Hasbeya or Hasbeiya () is a town in Lebanon, situated at the foot of Mount Hermon, overlooking a deep amphitheatre from which a brook flows to the Hasbani. In 1911, the population was about 5000.

Hasbaya is the capital of the Wadi El Taym, a long fertile valley running parallel to the western foot of Mount Hermon. Watered by the Hasbani river, the low hills of Wadi El Taym are covered with rows of silver-green olive trees, its most important source of income. Villagers also produce honey, grapes, figs, prickly pears, pine nuts and other fruit.

Mount Hermon, 2745 metres high, is a unifying presence throughout the Wadi El Taym. This imposing mountain held great religious significance for the Canaanites and Phoenicians, who called it the seat of the All High. The Romans, recognising it as a holy site, built many temples on its slopes. Some identify Hasbaya with the Old Testament's "Baal – Hermon," while in the New Testament the mountain is the site of the transfiguration of Jesus.

Hasbaya is mainly inhabited by the Druze, with some Christians. In 1826, an American Protestant mission was established in the town. The castle in Hasbaya was held by the crusaders under Count Oran, but in 1171 the Emirs of the Chehab family captured it after defeating the crusaders in a number of battles. In 1205 this family was confirmed in the lordship of the town and district, which they held till the present time.
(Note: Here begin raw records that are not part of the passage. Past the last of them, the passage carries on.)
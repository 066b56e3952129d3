//! The `Warehouse` trait and the flat row model it writes.
//!
//! The trait is implemented by storage backends (e.g. `usjobs-store-sqlite`).
//! The ETL layer depends on this abstraction, not on any concrete backend.

use std::future::Future;

// ─── Values ──────────────────────────────────────────────────────────────────

/// A single column value, mirroring SQLite's storage classes.
#[derive(Debug, Clone, PartialEq)]
pub enum Value {
  Null,
  Integer(i64),
  Real(f64),
  Text(String),
}

impl Value {
  pub fn as_i64(&self) -> Option<i64> {
    match self {
      Value::Integer(i) => Some(*i),
      _ => None,
    }
  }

  pub fn as_f64(&self) -> Option<f64> {
    match self {
      Value::Real(f) => Some(*f),
      Value::Integer(i) => Some(*i as f64),
      _ => None,
    }
  }

  pub fn as_str(&self) -> Option<&str> {
    match self {
      Value::Text(s) => Some(s),
      _ => None,
    }
  }

  pub fn is_null(&self) -> bool { matches!(self, Value::Null) }
}

impl From<i64> for Value {
  fn from(v: i64) -> Self { Value::Integer(v) }
}

impl From<f64> for Value {
  fn from(v: f64) -> Self { Value::Real(v) }
}

impl From<bool> for Value {
  fn from(v: bool) -> Self { Value::Integer(i64::from(v)) }
}

impl From<String> for Value {
  fn from(v: String) -> Self { Value::Text(v) }
}

impl From<&str> for Value {
  fn from(v: &str) -> Self { Value::Text(v.to_owned()) }
}

impl<T: Into<Value>> From<Option<T>> for Value {
  fn from(v: Option<T>) -> Self { v.map_or(Value::Null, Into::into) }
}

// ─── Rows ────────────────────────────────────────────────────────────────────

/// An ordered list of `(column, value)` pairs destined for one table.
#[derive(Debug, Clone, Default, PartialEq)]
pub struct Row {
  columns: Vec<(&'static str, Value)>,
}

impl Row {
  pub fn new() -> Self { Self::default() }

  /// Append a column. Builder-style so records can describe themselves in
  /// one expression.
  pub fn with(mut self, column: &'static str, value: impl Into<Value>) -> Self {
    self.columns.push((column, value.into()));
    self
  }

  pub fn columns(&self) -> impl Iterator<Item = &'static str> + '_ {
    self.columns.iter().map(|(c, _)| *c)
  }

  pub fn values(&self) -> impl Iterator<Item = &Value> {
    self.columns.iter().map(|(_, v)| v)
  }

  pub fn get(&self, column: &str) -> Option<&Value> {
    self
      .columns
      .iter()
      .find(|(c, _)| *c == column)
      .map(|(_, v)| v)
  }

  pub fn len(&self) -> usize { self.columns.len() }

  pub fn is_empty(&self) -> bool { self.columns.is_empty() }

  pub fn into_values(self) -> Vec<Value> {
    self.columns.into_iter().map(|(_, v)| v).collect()
  }
}

/// A warehouse entity with a fixed destination table and natural key.
pub trait Record {
  const TABLE: &'static str;
  /// Columns forming the upsert conflict target.
  const CONFLICT_KEY: &'static [&'static str];

  fn to_row(&self) -> Row;
}

// ─── Trait ───────────────────────────────────────────────────────────────────

/// The narrow interface the ETL needs from its storage engine.
///
/// Writes are transactional: a backend opens a transaction on the first
/// write and keeps it open until [`commit`](Warehouse::commit) or
/// [`rollback`](Warehouse::rollback). Connecting is backend-specific and
/// lives on the concrete type.
pub trait Warehouse: Send + Sync {
  type Error: std::error::Error + Send + Sync + 'static;

  /// Run an idempotent schema statement.
  fn execute_ddl<'a>(
    &'a self,
    statement: &'a str,
  ) -> impl Future<Output = Result<(), Self::Error>> + Send + 'a;

  /// Insert-or-replace `rows` into `table`, keyed by `conflict_key`.
  ///
  /// The batch is atomic: either every row is written or none is, and the
  /// error identifies the offending row. Returns the number of rows written.
  fn upsert_batch<'a>(
    &'a self,
    table: &'a str,
    rows: Vec<Row>,
    conflict_key: &'a [&'a str],
  ) -> impl Future<Output = Result<usize, Self::Error>> + Send + 'a;

  /// Run a query and return its first row, if any.
  fn query_row<'a>(
    &'a self,
    sql: &'a str,
    params: Vec<Value>,
  ) -> impl Future<Output = Result<Option<Vec<Value>>, Self::Error>> + Send + 'a;

  fn commit(&self) -> impl Future<Output = Result<(), Self::Error>> + Send + '_;

  fn rollback(&self) -> impl Future<Output = Result<(), Self::Error>> + Send + '_;

  /// Release the connection. Best-effort: failures are logged by the
  /// backend and never reach the caller.
  fn close(self) -> impl Future<Output = ()> + Send
  where
    Self: Sized;
}

/// Upsert a slice of records into their table.
pub async fn upsert_records<W, R>(warehouse: &W, records: &[R]) -> Result<usize, W::Error>
where
  W: Warehouse,
  R: Record,
{
  let rows = records.iter().map(Record::to_row).collect();
  warehouse.upsert_batch(R::TABLE, rows, R::CONFLICT_KEY).await
}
Near Hasbaya were bitumen pits which were worked in antiquity and in the 19th century up to 1914. Production may have peaked at about 500 tons/year. To the north, at the source of the Hasbani, the ground is volcanic. Some travellers have attempted to identify Hasbeya with the biblical Baal-Gad or Baal-Hermon.
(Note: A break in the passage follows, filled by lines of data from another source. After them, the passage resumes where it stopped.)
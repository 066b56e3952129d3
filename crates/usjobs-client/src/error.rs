//! Error type for `usjobs-client`.

use thiserror::Error;

use crate::transport::TransportError;

#[derive(Debug, Error)]
pub enum Error {
  #[error("failed to build HTTP client: {0}")]
  Build(#[source] reqwest::Error),

  /// Every attempt failed at the transport level. Not retried further up.
  #[error("GET {url} failed after {attempts} attempt(s): {source}")]
  Request {
    url:      String,
    attempts: u32,
    #[source]
    source:   TransportError,
  },

  #[error("GET {url} returned HTTP {status}")]
  UnexpectedStatus { url: String, status: u16 },

  #[error("GET {url} returned a body that is not JSON: {source}")]
  Decode {
    url:    String,
    #[source]
    source: serde_json::Error,
  },

  #[error(transparent)]
  Core(#[from] usjobs_core::Error),
}

pub type Result<T, E = Error> = std::result::Result<T, E>;
//! usjobs-etl binary.
//!
//! Reads the JSON parameter file (`params.txt`, or the path given with
//! `--config`), refreshes the SQLite warehouse and exits. Failures end the
//! process with a non-zero status and the error chain on stderr.
//!
//! ```
//! usjobs-etl --config params.txt --keyword "Data Engineer" --keyword "Data Scientist"
//! ```

use std::path::PathBuf;

use anyhow::Context as _;
use clap::Parser;
use tracing::{info, level_filters::LevelFilter};
use tracing_subscriber::EnvFilter;
use usjobs_etl::{EtlConfig, pipeline};

#[derive(Parser)]
#[command(author, version, about = "Refresh the usjobs warehouse from the job search API")]
struct Cli {
  /// Path to the JSON parameter file.
  #[arg(short, long, default_value = "params.txt")]
  config: PathBuf,

  /// Search keyword; repeat to search several. Replaces `keywords` from the
  /// parameter file.
  #[arg(short = 'k', long = "keyword", value_name = "KEYWORD")]
  keywords: Vec<String>,

  /// Stop each keyword search after this many pages.
  #[arg(long, value_name = "N")]
  max_pages: Option<u32>,

  /// Warehouse file; overrides `database_path`.
  #[arg(long, value_name = "PATH", env = "USJOBS_DATABASE")]
  database: Option<PathBuf>,
}

impl Cli {
  fn apply(self, config: &mut EtlConfig) {
    if !self.keywords.is_empty() {
      config.keywords = self.keywords;
    }
    if self.max_pages.is_some() {
      config.max_pages = self.max_pages;
    }
    if let Some(database) = self.database {
      config.database_path = database;
    }
  }
}

#[tokio::main(flavor = "current_thread")]
async fn main() -> anyhow::Result<()> {
  // Initialise tracing.
  tracing_subscriber::fmt()
    .with_env_filter(
      EnvFilter::builder()
        .with_default_directive(LevelFilter::INFO.into())
        .from_env_lossy(),
    )
    .init();

  let cli = Cli::parse();

  let mut config = EtlConfig::load(&cli.config)
    .with_context(|| format!("failed to load parameters from {}", cli.config.display()))?;
  cli.apply(&mut config);
  config.validate().context("invalid parameters after CLI overrides")?;

  let report = pipeline::run(&config).await.context("ETL run failed")?;

  info!(
    run_id = %report.run_id,
    lookup_codes = report.lookup_codes,
    keywords = report.keywords.len(),
    "run complete"
  );
  for kw in &report.keywords {
    info!(keyword = %kw.keyword, pages = kw.pages, items = kw.items, "keyword summary");
  }

  Ok(())
}
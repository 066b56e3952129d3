//! Core types and trait definitions for the usjobs warehouse ETL.
//!
//! This crate is free of HTTP and database dependencies. It owns the
//! warehouse row model, the JSON-to-row normalizers and the [`Warehouse`]
//! seam that storage backends implement.

// Native `async fn` in traits; the `Send` bounds are spelled out on the trait.
#![allow(async_fn_in_trait)]

pub mod codelist;
pub mod date;
pub mod error;
pub mod model;
pub mod normalize;
pub mod warehouse;

mod extract;

pub use error::{Error, Result};
pub use warehouse::{Record, Row, Value, Warehouse};
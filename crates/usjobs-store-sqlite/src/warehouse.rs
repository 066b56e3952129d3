//! [`SqliteWarehouse`], the SQLite implementation of [`Warehouse`].

use std::path::Path;

use rusqlite::{OptionalExtension as _, types::Value as SqlValue};
use tracing::{debug, warn};
use usjobs_core::{Row, Value, Warehouse};

use crate::{
  Error, Result,
  schema::PRAGMAS,
  sql::{from_sql, to_sql, upsert_statement},
};

// ─── Store ───────────────────────────────────────────────────────────────────

/// A warehouse backed by a single SQLite file.
///
/// Owned by one ETL run. Writes accumulate in an implicit transaction until
/// [`Warehouse::commit`] or [`Warehouse::rollback`].
pub struct SqliteWarehouse {
  conn: tokio_rusqlite::Connection,
  path: String,
}

impl SqliteWarehouse {
  /// Open (or create) a warehouse at `path`.
  pub async fn open(path: impl AsRef<Path>) -> Result<Self> {
    let display = path.as_ref().display().to_string();
    let conn = tokio_rusqlite::Connection::open(path)
      .await
      .map_err(|source| Error::Connection { path: display.clone(), source })?;
    Self::configure(conn, display).await
  }

  /// Open an in-memory warehouse. Used by the tests.
  pub async fn open_in_memory() -> Result<Self> {
    let path = ":memory:".to_owned();
    let conn = tokio_rusqlite::Connection::open_in_memory()
      .await
      .map_err(|source| Error::Connection { path: path.clone(), source })?;
    Self::configure(conn, path).await
  }

  async fn configure(conn: tokio_rusqlite::Connection, path: String) -> Result<Self> {
    // SQLite opens lazily; the pragmas are the first real touch of the file.
    if let Err(source) = conn
      .call(|conn| {
        conn.execute_batch(PRAGMAS)?;
        Ok(())
      })
      .await
    {
      return Err(Error::Connection { path, source });
    }
    debug!(%path, "warehouse opened");
    Ok(Self { conn, path })
  }

  pub fn path(&self) -> &str { &self.path }

  /// Close the connection, reporting a failure instead of logging it.
  pub async fn try_close(self) -> Result<()> {
    self.conn.close().await?;
    debug!(path = %self.path, "warehouse closed");
    Ok(())
  }
}

/// Open a transaction unless one is already running.
fn begin_if_needed(conn: &rusqlite::Connection) -> rusqlite::Result<()> {
  if conn.is_autocommit() {
    conn.execute_batch("BEGIN")?;
  }
  Ok(())
}

// ─── Warehouse impl ──────────────────────────────────────────────────────────

impl Warehouse for SqliteWarehouse {
  type Error = Error;

  async fn execute_ddl(&self, statement: &str) -> Result<()> {
    let sql = statement.to_owned();
    self
      .conn
      .call(move |conn| {
        begin_if_needed(conn)?;
        conn.execute_batch(&sql)?;
        Ok(())
      })
      .await?;
    Ok(())
  }

  async fn upsert_batch(
    &self,
    table: &str,
    rows: Vec<Row>,
    conflict_key: &[&str],
  ) -> Result<usize> {
    let columns: Vec<&'static str> = match rows.first() {
      Some(first) => first.columns().collect(),
      None => return Ok(0),
    };
    if let Some(index) = rows
      .iter()
      .position(|r| !r.columns().eq(columns.iter().copied()))
    {
      return Err(Error::RowShape { table: table.to_owned(), index });
    }

    let sql = upsert_statement(table, &columns, conflict_key)?;
    let batch: Vec<Vec<SqlValue>> = rows
      .into_iter()
      .map(|r| r.into_values().into_iter().map(to_sql).collect())
      .collect();

    // The inner Result carries row-level failures out of the closure without
    // turning them into connection errors.
    let outcome = self
      .conn
      .call(move |conn| {
        begin_if_needed(conn)?;
        let savepoint = conn.savepoint()?;
        let failure = {
          let mut stmt = savepoint.prepare(&sql)?;
          batch.iter().enumerate().find_map(|(index, values)| {
            stmt
              .execute(rusqlite::params_from_iter(values.iter()))
              .err()
              .map(|e| (index, e))
          })
        };
        match failure {
          // Dropping the savepoint rolls the whole batch back.
          Some(failure) => Ok(Err(failure)),
          None => {
            savepoint.commit()?;
            Ok(Ok(batch.len()))
          }
        }
      })
      .await?;

    let written = outcome.map_err(|(index, source)| Error::Batch {
      table: table.to_owned(),
      index,
      source,
    })?;
    debug!(table, rows = written, "batch upserted");
    Ok(written)
  }

  async fn query_row(&self, sql: &str, params: Vec<Value>) -> Result<Option<Vec<Value>>> {
    let sql = sql.to_owned();
    let params: Vec<SqlValue> = params.into_iter().map(to_sql).collect();

    let raw: Option<Vec<SqlValue>> = self
      .conn
      .call(move |conn| {
        Ok(
          conn
            .query_row(&sql, rusqlite::params_from_iter(params.iter()), |row| {
              (0..row.as_ref().column_count())
                .map(|i| row.get::<_, SqlValue>(i))
                .collect::<rusqlite::Result<Vec<_>>>()
            })
            .optional()?,
        )
      })
      .await?;

    Ok(raw.map(|values| values.into_iter().map(from_sql).collect()))
  }

  async fn commit(&self) -> Result<()> {
    self
      .conn
      .call(|conn| {
        if !conn.is_autocommit() {
          conn.execute_batch("COMMIT")?;
        }
        Ok(())
      })
      .await?;
    Ok(())
  }

  async fn rollback(&self) -> Result<()> {
    self
      .conn
      .call(|conn| {
        if !conn.is_autocommit() {
          conn.execute_batch("ROLLBACK")?;
        }
        Ok(())
      })
      .await?;
    Ok(())
  }

  async fn close(self) {
    let path = self.path.clone();
    if let Err(e) = self.try_close().await {
      warn!(%path, error = %e, "failed to close warehouse; ignoring");
    }
  }
}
The town of Hasbaya is the centre of the district and can be reached from Marjeyun across the Hasbani bridge, or from Rachaya. It is one of the most important and oldest towns of the Mount Hermon area. This mountain peak, also called Jabal al Sheikh, rises east of Hasbaya. The town is watered by a small tributary of the Hasbani River.

Hasbaya is an important historical site, but little of its ancient monuments survive. The oldest standing ruins date to the Crusader period. After the conquest of the area by the Chehabs Emirs in 1172, they fortified the square tower of the Crusader fort and transformed it into a big palace similar to Italian palaces and citadels of the Renaissance. On both sides of its main entrance is the lion, the emblem of the Shehab family. The upper floor has 65 rooms, and the largest is decorated with beautiful wall paintings. The mosque was built in the 13th century and has a beautiful hexagonal minaret.

Hasbaya keeps its traditions alive and its workshops are still producing traditional clothing such as abayas, caftans and turbans.

In the direction of Marjeyun and also part of the Hasbaya Caza (3 km away from the town), there is Souk al Khan, which is located inside a pine forest at the crossing of Hasbaya, Rashaya, Kawkaba and Marjeyun roads.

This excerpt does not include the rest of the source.